2. The system as claimed in claim 1, wherein the rotary handle (106) coupled with a driving gear (110) that imparts torque to an internal gear train arrangement, subsequently driving a pinion (112), wherein the pinion (112) configured to drive a rack (114) by converting rotary motion into reciprocating motion, thereby facilitating the movement of components within the ROM (104) and drive a knob (116) of the MCCB (102).
3. The system as claimed in claim 1, wherein the fifth profile (202-5) of the slider mechanism having a protruding element, wherein in an OFF state of the ROM (104), a cam profile (212) of the rack (114) operates as a stopper by coupling into the protruding element of the fifth profile, preventing the slider mechanism from moving further due to the force exerted by a biasing spring and establishing default position of the ROM (104).
4. The system as claimed in claim 1, wherein when the ROM (104) is positioned in the OFF state and aligned with OFF position (302-3) of the MCCB (102), the third profile (202-3) of the slider mechanism (200) facilitates entry of the knob (116) of the MCCB into a rectangular slot (210) on the rack (114).
5. The system as claimed in claim 4, wherein the upon the entry of the knob into the rectangular slot (210) on the rack (114), the first profile (202-1) of the slider mechanism (200) obstructs the knob at ON position (302-1), and the second profile (202-2) of the slider mechanism (200) obstruct the knob at TRIP position (302-2), thereby restricting the assembly of the ROM in the MCCB (102) at ON and TRIP states.
6. The system as claimed in claim 1, wherein at the ON state of the ROM, the rack undergoes a positional change, causing the slider mechanism (200) to rotate in a clockwise direction, thereby facilitating the enclosure (108) to act as the stopper.
7. The system as claimed in claim 6, wherein during the clockwise direction of the slider mechanism (200), the first profile (202-1), the second profile (202-2) and the third profile (202-3) are configured to obstruct the ON position (302-1), the TRIP position (302-2), and the OFF position (302-3) of the knob of the MCCB, thereby restricting the assembly of the ROM on the MCCB when the ROM is in the ON state.

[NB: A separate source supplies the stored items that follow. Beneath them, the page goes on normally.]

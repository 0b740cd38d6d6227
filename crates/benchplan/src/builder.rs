//! Per-benchmark configuration building.

use std::collections::BTreeMap;

use benchplan_config::{BenchmarkOverride, FlagMatrixDef, Flags, UserConfig};
use tracing::{debug, warn};

use crate::context::ResolutionContext;
use crate::error::{PlanError, Result};
use crate::filter::FlagFilter;
use crate::matrix::expand_matrix;
use crate::registry::{BenchmarkModule, ModuleRegistry};

/// Identifies one resolved configuration: the requested label and the index
/// of the accepted flag combination that produced it.
#[derive(Debug, Clone, PartialEq, Eq, PartialOrd, Ord, Hash)]
pub struct ConfigKey {
    pub name: String,
    pub variant: usize,
}

impl ConfigKey {
    pub fn new(name: impl Into<String>, variant: usize) -> Self {
        Self {
            name: name.into(),
            variant,
        }
    }
}

/// A benchmark module with its fully merged flags.
#[derive(Debug, Clone, PartialEq)]
pub struct ResolvedConfig {
    pub module: BenchmarkModule,
    pub flags: Flags,
}

/// Resolved configurations, ordered by label then variant.
pub type ResolvedConfigs = BTreeMap<ConfigKey, ResolvedConfig>;

/// Builds resolved configurations from requested labels and a user document.
///
/// Flags are layered in this order, later layers winning:
/// 1. global defaults from the document's `flags`
/// 2. the label's literal flag overrides
/// 3. the selected flag matrix combination
pub struct ConfigBuilder<'a, R: ModuleRegistry + ?Sized> {
    ctx: &'a ResolutionContext,
    registry: &'a R,
}

impl<'a, R: ModuleRegistry + ?Sized> ConfigBuilder<'a, R> {
    pub fn new(ctx: &'a ResolutionContext, registry: &'a R) -> Self {
        Self { ctx, registry }
    }

    /// Builds configurations for concrete benchmark labels.
    ///
    /// Each label takes its override from the document's per-benchmark
    /// entries, or none if the document has no entry for it.
    ///
    /// # Errors
    ///
    /// Returns [`PlanError::UnknownBenchmark`] for the first label (or alias)
    /// without a module, and [`PlanError::FilterEvaluation`] if a filter
    /// fails. No partial result is returned.
    pub fn build<'n, I>(&self, names: I, user_config: &UserConfig) -> Result<ResolvedConfigs>
    where
        I: IntoIterator<Item = &'n str>,
    {
        let empty = BenchmarkOverride::default();
        let mut configs = ResolvedConfigs::new();
        for name in names {
            let entry = user_config.override_for(name).unwrap_or(&empty);
            self.build_entry(name, entry, &user_config.flags, &mut configs)?;
        }
        Ok(configs)
    }

    /// Builds configurations for the document's explicit benchmark list.
    ///
    /// A label listed more than once keeps every entry; later entries take
    /// the next variant indices.
    pub fn build_listed(&self, user_config: &UserConfig) -> Result<ResolvedConfigs> {
        let mut configs = ResolvedConfigs::new();
        for (name, entry) in user_config.benchmarks.iter().flatten() {
            self.build_entry(name, entry, &user_config.flags, &mut configs)?;
        }
        Ok(configs)
    }

    /// Resolves one label and appends a configuration per accepted combination.
    pub fn build_entry(
        &self,
        name: &str,
        entry: &BenchmarkOverride,
        defaults: &Flags,
        configs: &mut ResolvedConfigs,
    ) -> Result<()> {
        let module_name = entry.alias.as_deref().unwrap_or(name);
        let module = self
            .registry
            .lookup(self.ctx.os_type, module_name)
            .ok_or_else(|| PlanError::UnknownBenchmark {
                name: module_name.to_string(),
                os_type: self.ctx.os_type,
            })?;

        let matrix_name = self.ctx.flag_matrix.as_deref().or(entry.flag_matrix.as_deref());
        let empty = FlagMatrixDef::default();
        let matrix = matrix_name
            .and_then(|matrix| entry.flag_matrix_defs.get(matrix))
            .unwrap_or(&empty);
        let filter = matrix_name
            .and_then(|matrix| entry.flag_matrix_filters.get(matrix))
            .filter(|source| !source.trim().is_empty())
            .map(|source| FlagFilter::parse(source))
            .transpose()
            .map_err(|source| PlanError::FilterEvaluation {
                benchmark: name.to_string(),
                source,
            })?;

        let mut base = defaults.clone();
        base.extend(entry.flags.iter().map(|(k, v)| (k.clone(), v.clone())));

        let combinations =
            expand_matrix(&base, matrix, filter.as_ref()).map_err(|source| {
                PlanError::FilterEvaluation {
                    benchmark: name.to_string(),
                    source,
                }
            })?;

        if combinations.is_empty() {
            warn!(
                benchmark = name,
                flag_matrix = matrix_name.unwrap_or_default(),
                "No flag combination accepted; benchmark dropped"
            );
            return Ok(());
        }

        let first_variant = configs.keys().filter(|key| key.name == name).count();
        debug!(
            benchmark = name,
            module = module.name(),
            variants = combinations.len(),
            "Resolved benchmark configuration"
        );
        for (offset, flags) in combinations.into_iter().enumerate() {
            configs.insert(
                ConfigKey::new(name, first_variant + offset),
                ResolvedConfig {
                    module: module.clone(),
                    flags,
                },
            );
        }
        Ok(())
    }
}
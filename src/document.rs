//! Rendered documents
//!
//! The output of a render: every included resource with its properties fully
//! evaluated, and every emitted output. Serialization keeps declaration order
//! and the template's own section and key names.

use indexmap::IndexMap;
use serde::Serialize;

use crate::value::{Map, Value};

/// A resource after evaluation
#[derive(Debug, Clone, PartialEq, Serialize)]
pub struct RenderedResource {
    #[serde(rename = "Type")]
    pub type_name: String,
    #[serde(rename = "Properties", skip_serializing_if = "Map::is_empty")]
    pub properties: Map,
    #[serde(rename = "DependsOn", skip_serializing_if = "Vec::is_empty")]
    pub depends_on: Vec<String>,
    #[serde(rename = "Metadata", skip_serializing_if = "Option::is_none")]
    pub metadata: Option<Value>,
    #[serde(rename = "DeletionPolicy", skip_serializing_if = "Option::is_none")]
    pub deletion_policy: Option<String>,
    #[serde(rename = "UpdateReplacePolicy", skip_serializing_if = "Option::is_none")]
    pub update_replace_policy: Option<String>,
}

impl RenderedResource {
    pub fn new(type_name: impl Into<String>) -> Self {
        Self {
            type_name: type_name.into(),
            properties: Map::new(),
            depends_on: Vec::new(),
            metadata: None,
            deletion_policy: None,
            update_replace_policy: None,
        }
    }

    pub fn property(&self, name: &str) -> Option<&Value> {
        self.properties.get(name)
    }

    fn to_value(&self) -> Value {
        let mut map = Map::new();
        map.insert("Type".to_string(), Value::string(&self.type_name));
        if !self.properties.is_empty() {
            map.insert("Properties".to_string(), Value::Map(self.properties.clone()));
        }
        if !self.depends_on.is_empty() {
            map.insert(
                "DependsOn".to_string(),
                Value::string_list(self.depends_on.iter().cloned()),
            );
        }
        if let Some(metadata) = &self.metadata {
            map.insert("Metadata".to_string(), metadata.clone());
        }
        if let Some(policy) = &self.deletion_policy {
            map.insert("DeletionPolicy".to_string(), Value::string(policy));
        }
        if let Some(policy) = &self.update_replace_policy {
            map.insert("UpdateReplacePolicy".to_string(), Value::string(policy));
        }
        Value::Map(map)
    }
}

/// Export block of an output
#[derive(Debug, Clone, PartialEq, Serialize)]
pub struct RenderedExport {
    #[serde(rename = "Name")]
    pub name: Value,
}

/// An output after evaluation
#[derive(Debug, Clone, PartialEq, Serialize)]
pub struct RenderedOutput {
    #[serde(rename = "Value")]
    pub value: Value,
    #[serde(rename = "Description", skip_serializing_if = "Option::is_none")]
    pub description: Option<Value>,
    #[serde(rename = "Export", skip_serializing_if = "Option::is_none")]
    pub export: Option<RenderedExport>,
}

impl RenderedOutput {
    fn to_value(&self) -> Value {
        let mut map = Map::new();
        map.insert("Value".to_string(), self.value.clone());
        if let Some(description) = &self.description {
            map.insert("Description".to_string(), description.clone());
        }
        if let Some(export) = &self.export {
            let mut block = Map::new();
            block.insert("Name".to_string(), export.name.clone());
            map.insert("Export".to_string(), Value::Map(block));
        }
        Value::Map(map)
    }
}

/// The concrete result of rendering a template
#[derive(Debug, Clone, Default, PartialEq, Serialize)]
pub struct RenderedDocument {
    #[serde(rename = "AWSTemplateFormatVersion", skip_serializing_if = "Option::is_none")]
    pub format_version: Option<String>,
    #[serde(rename = "Description", skip_serializing_if = "Option::is_none")]
    pub description: Option<String>,
    #[serde(rename = "Resources")]
    pub resources: IndexMap<String, RenderedResource>,
    #[serde(rename = "Outputs", skip_serializing_if = "IndexMap::is_empty")]
    pub outputs: IndexMap<String, RenderedOutput>,
}

impl RenderedDocument {
    pub fn contains_resource(&self, name: &str) -> bool {
        self.resources.contains_key(name)
    }

    pub fn resource(&self, name: &str) -> Option<&RenderedResource> {
        self.resources.get(name)
    }

    pub fn output(&self, name: &str) -> Option<&RenderedOutput> {
        self.outputs.get(name)
    }

    /// Included resource names in declaration order
    pub fn resource_names(&self) -> impl Iterator<Item = &str> {
        self.resources.keys().map(String::as_str)
    }

    pub fn to_json(&self) -> Result<String, serde_json::Error> {
        serde_json::to_string_pretty(self)
    }

    pub fn to_yaml(&self) -> Result<String, serde_yaml::Error> {
        serde_yaml::to_string(self)
    }

    /// The whole document as a single value tree
    pub fn to_value(&self) -> Value {
        let mut map = Map::new();
        if let Some(version) = &self.format_version {
            map.insert("AWSTemplateFormatVersion".to_string(), Value::string(version));
        }
        if let Some(description) = &self.description {
            map.insert("Description".to_string(), Value::string(description));
        }
        let resources = self
            .resources
            .iter()
            .map(|(name, resource)| (name.clone(), resource.to_value()))
            .collect();
        map.insert("Resources".to_string(), Value::Map(resources));
        if !self.outputs.is_empty() {
            let outputs = self
                .outputs
                .iter()
                .map(|(name, output)| (name.clone(), output.to_value()))
                .collect();
            map.insert("Outputs".to_string(), Value::Map(outputs));
        }
        Value::Map(map)
    }
}

#[cfg(test)]
mod tests {
    use super::*;
    use pretty_assertions::assert_eq;

    fn document() -> RenderedDocument {
        let mut vpc = RenderedResource::new("AWS::EC2::VPC");
        vpc.properties
            .insert("CidrBlock".to_string(), Value::from("10.0.0.0/16"));
        let mut subnet = RenderedResource::new("AWS::EC2::Subnet");
        subnet
            .properties
            .insert("VpcId".to_string(), Value::from("FinanceVPC"));
        subnet.depends_on.push("FinanceVPC".to_string());

        let mut document = RenderedDocument {
            format_version: Some("2010-09-09".to_string()),
            ..Default::default()
        };
        document.resources.insert("FinanceVPC".to_string(), vpc);
        document.resources.insert("PublicSubnet1".to_string(), subnet);
        document.outputs.insert(
            "VpcId".to_string(),
            RenderedOutput {
                value: Value::from("FinanceVPC"),
                description: None,
                export: Some(RenderedExport {
                    name: Value::from("stack-VpcId"),
                }),
            },
        );
        document
    }

    #[test]
    fn test_lookup_helpers() {
        let document = document();
        assert!(document.contains_resource("FinanceVPC"));
        assert!(!document.contains_resource("FinanceDB"));
        assert_eq!(
            document.resource("PublicSubnet1").and_then(|r| r.property("VpcId")),
            Some(&Value::from("FinanceVPC"))
        );
        assert_eq!(
            document.resource_names().collect::<Vec<_>>(),
            vec!["FinanceVPC", "PublicSubnet1"]
        );
        assert!(document.output("VpcId").is_some());
    }

    #[test]
    fn test_json_keeps_declaration_order_and_omits_empty_fields() {
        let json = document().to_json().unwrap();
        let vpc = json.find("\"FinanceVPC\": {").unwrap();
        let subnet = json.find("\"PublicSubnet1\"").unwrap();
        assert!(vpc < subnet);
        assert!(!json.contains("Description"));
        assert_eq!(json.matches("DependsOn").count(), 1);
    }

    #[test]
    fn test_to_value_matches_json() {
        let document = document();
        let from_value = serde_json::to_string_pretty(&document.to_value()).unwrap();
        assert_eq!(from_value, document.to_json().unwrap());
    }

    #[test]
    fn test_yaml_output() {
        let yaml = document().to_yaml().unwrap();
        assert!(yaml.contains("AWSTemplateFormatVersion: 2010-09-09")
            || yaml.contains("AWSTemplateFormatVersion: '2010-09-09'"));
        assert!(yaml.contains("Type: AWS::EC2::Subnet"));
    }
}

8. The system as claimed in claim 1, wherein at the trip state of the ROM, the rack undergoes the positional change, causing the slider mechanism (200) to rotate in the clockwise direction, thereby facilitating the enclosure (108) to act as the stopper.
9. The system as claimed in claim 8, wherein during the clockwise direction of the slider mechanism (200), the first profile (202-1), the second profile (202-2) and the third profile (202-3) are configured to obstruct the ON position (302-1), the TRIP position (302-2), and the OFF position (302-3) of the knob of the MCCB, thereby restricting the assembly of the ROM on the MCCB when the ROM is in the trip state.
10. The system as claimed in claim 1, wherein in the assembly of the ROM (104) on the MCCB at the OFF position, the rack (114) is configured to drive the knob of the MCCB, wherein the interaction between the knob of the MCCB and a wedge of the fourth profile (302-4) of the slider mechanism facilitates seamless operation without any hindrance.